- _Exercise instructions_:
Quote exactly the lines running from the line with "path, FILE_MIME_ID, mtime).await;" to the end of the entries, including both, and nothing else.

(Data extracted from a collection)

□ □ □ □ □ □ □

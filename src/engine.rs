use std::path::{Path, PathBuf};

use serde::{Deserialize, Serialize};
use sqlx::SqlitePool;

use crate::cutover::{self, CutoverSpec, CutoverStats};
use crate::object_store::ObjectStore;
use crate::outcome::MigrationOutcome;
use crate::structure::build_structure;
use crate::transfer::transfer_contents;
use crate::{AppError, AppResult};

pub const ERR_DESTINATION_UNREADABLE: &str = "PREFLIGHT/DESTINATION_UNREADABLE";

/// Terminal state of a run.
#[derive(Debug, Clone, PartialEq, Eq, Serialize, Deserialize)]
#[serde(tag = "state", rename_all = "snake_case")]
pub enum RunStatus {
    /// All content transferred and the catalog cut over.
    Complete,
    /// Destination root was not empty; nothing was mutated.
    BlockedPreflight { entries: u64 },
    /// Transfer left failures behind; the catalog was not touched and the
    /// destination is left populated for inspection.
    BlockedTransfer { failures: u64 },
}

impl RunStatus {
    pub fn is_complete(&self) -> bool {
        matches!(self, RunStatus::Complete)
    }

    /// Process exit code for the caller's automation: preflight aborts and
    /// transfer blocks are distinct non-zero outcomes.
    pub fn exit_code(&self) -> i32 {
        match self {
            RunStatus::Complete => 0,
            RunStatus::BlockedPreflight { .. } => 2,
            RunStatus::BlockedTransfer { .. } => 3,
        }
    }
}

/// What one run did, for operator-facing reporting.
#[derive(Debug, Clone, PartialEq, Eq, Serialize, Deserialize)]
pub struct MigrationReport {
    pub status: RunStatus,
    pub outcome: MigrationOutcome,
    #[serde(default, skip_serializing_if = "Option::is_none")]
    pub cutover: Option<CutoverStats>,
}

/// Orchestrates the phase sequence:
/// PREFLIGHT -> STRUCTURE -> TRANSFER -> DECIDE -> CUTOVER.
///
/// Backend handles are passed in explicitly; the engine owns no global
/// state and a fresh engine is built per run.
pub struct MigrationEngine<'a> {
    pool: &'a SqlitePool,
    store: &'a dyn ObjectStore,
    data_root: PathBuf,
}

impl<'a> MigrationEngine<'a> {
    pub fn new(pool: &'a SqlitePool, store: &'a dyn ObjectStore, data_root: impl Into<PathBuf>) -> Self {
        Self {
            pool,
            store,
            data_root: data_root.into(),
        }
    }

    pub fn data_root(&self) -> &Path {
        &self.data_root
    }

    /// Count the entries currently in the destination root. Anything above
    /// zero blocks the run before any mutation. An unreadable or missing
    /// destination is fatal: the run cannot establish its precondition.
    pub fn preflight(&self) -> AppResult<u64> {
        let entries = std::fs::read_dir(&self.data_root).map_err(|err| {
            AppError::from(err)
                .with_context("operation", "preflight_list")
                .with_context("path", self.data_root.display().to_string())
        })?;

        let mut count = 0u64;
        for entry in entries {
            entry.map_err(|err| {
                AppError::new(ERR_DESTINATION_UNREADABLE, err.to_string())
                    .with_context("path", self.data_root.display().to_string())
            })?;
            count += 1;
        }
        Ok(count)
    }

    /// Run the migration to a terminal state.
    ///
    /// Returns `Ok` with a blocked or complete report; `Err` only for the
    /// fatal classes: unreadable destination, catalog query failure, and
    /// cutover failure. A cutover error means the filesystem and catalog
    /// may disagree and manual reconciliation is required.
    pub async fn run(&self) -> AppResult<MigrationReport> {
        let entries = self.preflight()?;
        if entries > 0 {
            tracing::error!(
                target: "decant",
                event = "preflight_blocked",
                path = %self.data_root.display(),
                entries,
            );
            return Ok(MigrationReport {
                status: RunStatus::BlockedPreflight { entries },
                outcome: MigrationOutcome::default(),
                cutover: None,
            });
        }

        let mut outcome = MigrationOutcome::default();

        tracing::info!(target: "decant", event = "structure_phase_start");
        build_structure(self.pool, &self.data_root, &mut outcome.structure).await?;
        tracing::info!(
            target: "decant",
            event = "structure_phase_done",
            attempted = outcome.structure.attempted,
            failures = outcome.structure.failures,
        );

        // Structure failures do not gate transfer: the affected paths fail
        // again below, where they do gate the cutover.
        tracing::info!(target: "decant", event = "transfer_phase_start");
        transfer_contents(self.pool, self.store, &self.data_root, &mut outcome.transfer).await?;
        tracing::info!(
            target: "decant",
            event = "transfer_phase_done",
            attempted = outcome.transfer.attempted,
            failures = outcome.transfer.failures,
        );

        if !outcome.transfer.is_clean() {
            let failures = outcome.transfer.failures;
            tracing::error!(
                target: "decant",
                event = "transfer_blocked",
                failures,
            );
            return Ok(MigrationReport {
                status: RunStatus::BlockedTransfer { failures },
                outcome,
                cutover: None,
            });
        }

        let spec = CutoverSpec::new(&self.data_root);
        let stats = cutover::apply(self.pool, &spec).await.map_err(|err| {
            tracing::error!(
                target: "decant",
                event = "cutover_failed",
                local_storage_id = %spec.local_storage_id(),
                error = %err,
            );
            err.with_context("operation", "cutover")
        })?;

        tracing::info!(target: "decant", event = "migration_complete");
        Ok(MigrationReport {
            status: RunStatus::Complete,
            outcome,
            cutover: Some(stats),
        })
    }
}
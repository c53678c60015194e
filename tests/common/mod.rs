#![allow(dead_code)]

use std::path::Path;

use decant::catalog::DIRECTORY_MIMETYPE;
use sqlx::sqlite::{SqliteConnectOptions, SqlitePoolOptions};
use sqlx::{Row, SqlitePool};

pub const DIRECTORY_MIME_ID: i64 = 1;
pub const FILE_MIME_ID: i64 = 2;

/// Create a catalog with the schema the migration consumes and the two
/// mimetype rows every fixture needs.
pub async fn create_catalog(path: &Path) -> SqlitePool {
    let opts = SqliteConnectOptions::new()
        .filename(path)
        .create_if_missing(true);
    let pool = SqlitePoolOptions::new()
        .max_connections(2)
        .connect_with(opts)
        .await
        .expect("open catalog");

    for stmt in [
        "CREATE TABLE storages (numeric_id INTEGER PRIMARY KEY AUTOINCREMENT, id TEXT NOT NULL)",
        "CREATE TABLE mimetypes (id INTEGER PRIMARY KEY, mimetype TEXT NOT NULL)",
        "CREATE TABLE filecache (fileid INTEGER PRIMARY KEY, storage INTEGER NOT NULL, \
         path TEXT NOT NULL, mimetype INTEGER NOT NULL, storage_mtime INTEGER NOT NULL)",
    ] {
        sqlx::query(stmt).execute(&pool).await.expect("schema");
    }
    for (id, mimetype) in [(DIRECTORY_MIME_ID, DIRECTORY_MIMETYPE), (FILE_MIME_ID, "image/jpeg")] {
        sqlx::query("INSERT INTO mimetypes (id, mimetype) VALUES (?1, ?2)")
            .bind(id)
            .bind(mimetype)
            .execute(&pool)
            .await
            .expect("mimetype row");
    }
    pool
}

pub async fn seed_storage(pool: &SqlitePool, id: &str) -> i64 {
    sqlx::query("INSERT INTO storages (id) VALUES (?1)")
        .bind(id)
        .execute(pool)
        .await
        .expect("seed storage")
        .last_insert_rowid()
}

pub async fn seed_directory(pool: &SqlitePool, storage: i64, fileid: i64, path: &str, mtime: i64) {
    seed_row(pool, storage, fileid, path, DIRECTORY_MIME_ID, mtime).await;
}

pub async fn seed_file(pool: &SqlitePool, storage: i64, fileid: i64, path: &str, mtime: i64) {
    seed_row(pool, storage, fileid, path, FILE_MIME_ID, mtime).await;
}

async fn seed_row(
    pool: &SqlitePool,
    storage: i64,
    fileid: i64,
    path: &str,
    mimetype: i64,
    mtime: i64,
) {
    sqlx::query(
        "INSERT INTO filecache (fileid, storage, path, mimetype, storage_mtime) \
         VALUES (?1, ?2, ?3, ?4, ?5)",
    )
    .bind(fileid)
    .bind(storage)
    .bind(path)
    .bind(mimetype)
    .bind(mtime)
    .execute(pool)
    .await
    .expect("seed filecache row");
}

/// Drop an object into a directory-backed bucket under its URN key.
pub fn seed_object(bucket: &Path, object_id: i64, bytes: &[u8]) {
    std::fs::write(bucket.join(format!("urn:oid:{object_id}")), bytes).expect("seed object");
}

pub fn mtime_of(path: &Path) -> i64 {
    let metadata = std::fs::metadata(path).expect("metadata");
    filetime::FileTime::from_last_modification_time(&metadata).unix_seconds()
}

/// Current storage ids, ordered, for asserting cutover rewrites.
pub async fn storage_ids(pool: &SqlitePool) -> Vec<String> {
    sqlx::query("SELECT id FROM storages ORDER BY id")
        .fetch_all(pool)
        .await
        .expect("list storages")
        .into_iter()
        .map(|row| row.get::<String, _>("id"))
        .collect()
}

□ □ □ □ □ □ □

- _Task answer_:
    seed_row(pool, storage, fileid, path, FILE_MIME_ID, mtime).await;
}

async fn seed_row(
    pool: &SqlitePool,
    storage: i64,
    fileid: i64,
    path: &str,
    mimetype: i64,
    mtime: i64,
) {
    sqlx::query(
        "INSERT INTO filecache (fileid, storage, path, mimetype, storage_mtime) \
         VALUES (?1, ?2, ?3, ?4, ?5)",
    )
    .bind(fileid)
    .bind(storage)
    .bind(path)
    .bind(mimetype)
    .bind(mtime)
    .execute(pool)
    .await
    .expect("seed filecache row");
}

/// Drop an object into a directory-backed bucket under its URN key.
pub fn seed_object(bucket: &Path, object_id: i64, bytes: &[u8]) {
    std::fs::write(bucket.join(format!("urn:oid:{object_id}")), bytes).expect("seed object");
}

pub fn mtime_of(path: &Path) -> i64 {
    let metadata = std::fs::metadata(path).expect("metadata");
    filetime::FileTime::from_last_modification_time(&metadata).unix_seconds()
}

/// Current storage ids, ordered, for asserting cutover rewrites.
pub async fn storage_ids(pool: &SqlitePool) -> Vec<String> {
    sqlx::query("SELECT id FROM storages ORDER BY id")
        .fetch_all(pool)
        .await
        .expect("list storages")
        .into_iter()
        .map(|row| row.get::<String, _>("id"))
        .collect()
}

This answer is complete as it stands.